▶ _WHAT YOU NEED TO DO_
Reply only with how many lines in these entries hold the string "Result".

Collected data entries
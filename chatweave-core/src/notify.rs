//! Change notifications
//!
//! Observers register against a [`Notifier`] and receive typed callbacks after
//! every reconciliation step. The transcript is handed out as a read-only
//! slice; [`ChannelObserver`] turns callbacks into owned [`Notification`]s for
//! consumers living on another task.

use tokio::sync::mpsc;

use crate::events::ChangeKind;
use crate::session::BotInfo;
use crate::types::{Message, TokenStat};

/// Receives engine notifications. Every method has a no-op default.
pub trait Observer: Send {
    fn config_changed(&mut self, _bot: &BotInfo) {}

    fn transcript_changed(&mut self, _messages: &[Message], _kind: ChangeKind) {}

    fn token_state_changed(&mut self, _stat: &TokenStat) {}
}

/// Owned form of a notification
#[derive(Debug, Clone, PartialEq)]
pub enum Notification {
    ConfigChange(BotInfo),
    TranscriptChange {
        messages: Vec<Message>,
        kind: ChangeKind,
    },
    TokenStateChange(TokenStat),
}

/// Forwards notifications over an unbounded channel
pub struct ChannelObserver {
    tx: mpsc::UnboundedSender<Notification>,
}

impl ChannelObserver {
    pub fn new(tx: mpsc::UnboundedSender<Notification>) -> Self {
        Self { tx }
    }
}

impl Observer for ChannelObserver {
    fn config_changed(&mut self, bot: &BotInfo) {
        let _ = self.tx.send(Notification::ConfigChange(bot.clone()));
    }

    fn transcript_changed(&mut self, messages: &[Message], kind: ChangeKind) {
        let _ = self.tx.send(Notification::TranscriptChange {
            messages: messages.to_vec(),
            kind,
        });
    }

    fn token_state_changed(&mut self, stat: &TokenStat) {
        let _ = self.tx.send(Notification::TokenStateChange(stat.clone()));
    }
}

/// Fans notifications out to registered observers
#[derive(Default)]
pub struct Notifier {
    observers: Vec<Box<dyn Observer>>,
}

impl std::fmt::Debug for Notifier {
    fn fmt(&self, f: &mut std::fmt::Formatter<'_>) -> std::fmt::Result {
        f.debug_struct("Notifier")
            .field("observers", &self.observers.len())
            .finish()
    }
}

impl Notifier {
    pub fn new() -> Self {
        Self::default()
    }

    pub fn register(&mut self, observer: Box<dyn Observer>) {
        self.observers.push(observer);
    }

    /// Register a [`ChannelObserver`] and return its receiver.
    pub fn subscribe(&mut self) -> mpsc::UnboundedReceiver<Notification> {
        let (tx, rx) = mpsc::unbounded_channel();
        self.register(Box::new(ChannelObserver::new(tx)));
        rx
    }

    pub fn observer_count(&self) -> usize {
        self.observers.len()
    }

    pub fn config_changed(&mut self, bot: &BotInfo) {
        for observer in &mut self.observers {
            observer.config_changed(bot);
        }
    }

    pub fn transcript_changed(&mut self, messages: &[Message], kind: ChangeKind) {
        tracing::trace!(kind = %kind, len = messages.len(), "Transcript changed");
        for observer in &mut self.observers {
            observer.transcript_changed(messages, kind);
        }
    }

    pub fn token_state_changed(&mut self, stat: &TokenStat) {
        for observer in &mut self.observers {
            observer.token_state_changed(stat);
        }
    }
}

...

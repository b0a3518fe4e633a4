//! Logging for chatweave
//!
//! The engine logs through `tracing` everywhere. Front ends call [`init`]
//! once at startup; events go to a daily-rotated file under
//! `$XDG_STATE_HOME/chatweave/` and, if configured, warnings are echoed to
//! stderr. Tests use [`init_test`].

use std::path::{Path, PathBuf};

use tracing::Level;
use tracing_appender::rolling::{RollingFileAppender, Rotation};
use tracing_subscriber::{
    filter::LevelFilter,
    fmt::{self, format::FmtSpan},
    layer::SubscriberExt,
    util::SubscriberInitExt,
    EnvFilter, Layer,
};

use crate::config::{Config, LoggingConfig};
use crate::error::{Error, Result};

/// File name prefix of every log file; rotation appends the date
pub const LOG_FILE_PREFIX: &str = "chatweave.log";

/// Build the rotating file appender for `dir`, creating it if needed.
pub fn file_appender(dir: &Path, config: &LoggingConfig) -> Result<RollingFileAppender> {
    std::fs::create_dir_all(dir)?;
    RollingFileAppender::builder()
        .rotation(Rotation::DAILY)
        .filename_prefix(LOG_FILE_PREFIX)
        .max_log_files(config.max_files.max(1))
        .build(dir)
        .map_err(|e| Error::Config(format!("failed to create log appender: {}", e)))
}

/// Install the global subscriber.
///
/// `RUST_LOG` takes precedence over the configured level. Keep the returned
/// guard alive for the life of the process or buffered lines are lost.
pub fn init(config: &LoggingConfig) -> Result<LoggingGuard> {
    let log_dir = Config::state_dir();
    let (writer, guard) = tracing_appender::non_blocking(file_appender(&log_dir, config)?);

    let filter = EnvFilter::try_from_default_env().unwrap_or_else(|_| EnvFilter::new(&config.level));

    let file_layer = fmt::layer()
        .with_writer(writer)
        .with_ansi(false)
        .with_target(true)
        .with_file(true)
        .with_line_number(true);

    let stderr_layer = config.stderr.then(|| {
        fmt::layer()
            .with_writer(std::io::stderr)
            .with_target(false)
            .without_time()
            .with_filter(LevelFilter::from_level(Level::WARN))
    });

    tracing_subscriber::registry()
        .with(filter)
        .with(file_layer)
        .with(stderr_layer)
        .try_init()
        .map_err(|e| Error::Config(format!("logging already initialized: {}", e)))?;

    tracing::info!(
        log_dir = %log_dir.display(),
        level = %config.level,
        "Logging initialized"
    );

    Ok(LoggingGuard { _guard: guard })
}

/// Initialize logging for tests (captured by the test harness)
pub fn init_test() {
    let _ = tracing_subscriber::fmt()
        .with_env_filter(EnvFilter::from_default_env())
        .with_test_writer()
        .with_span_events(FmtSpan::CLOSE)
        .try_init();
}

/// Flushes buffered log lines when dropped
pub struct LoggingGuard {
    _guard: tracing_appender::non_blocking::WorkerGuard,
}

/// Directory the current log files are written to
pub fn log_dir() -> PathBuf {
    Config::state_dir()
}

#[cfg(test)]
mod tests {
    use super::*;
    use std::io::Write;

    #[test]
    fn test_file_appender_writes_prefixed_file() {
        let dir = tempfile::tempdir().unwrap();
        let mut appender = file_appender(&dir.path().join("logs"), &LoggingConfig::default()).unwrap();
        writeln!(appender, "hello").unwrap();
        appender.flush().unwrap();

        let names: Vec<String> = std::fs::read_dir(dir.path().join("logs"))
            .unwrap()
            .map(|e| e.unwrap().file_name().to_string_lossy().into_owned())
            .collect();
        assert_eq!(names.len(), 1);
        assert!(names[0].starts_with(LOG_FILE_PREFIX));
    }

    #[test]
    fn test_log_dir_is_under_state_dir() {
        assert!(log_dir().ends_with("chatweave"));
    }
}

▶ _YOUR SOLUTION_
4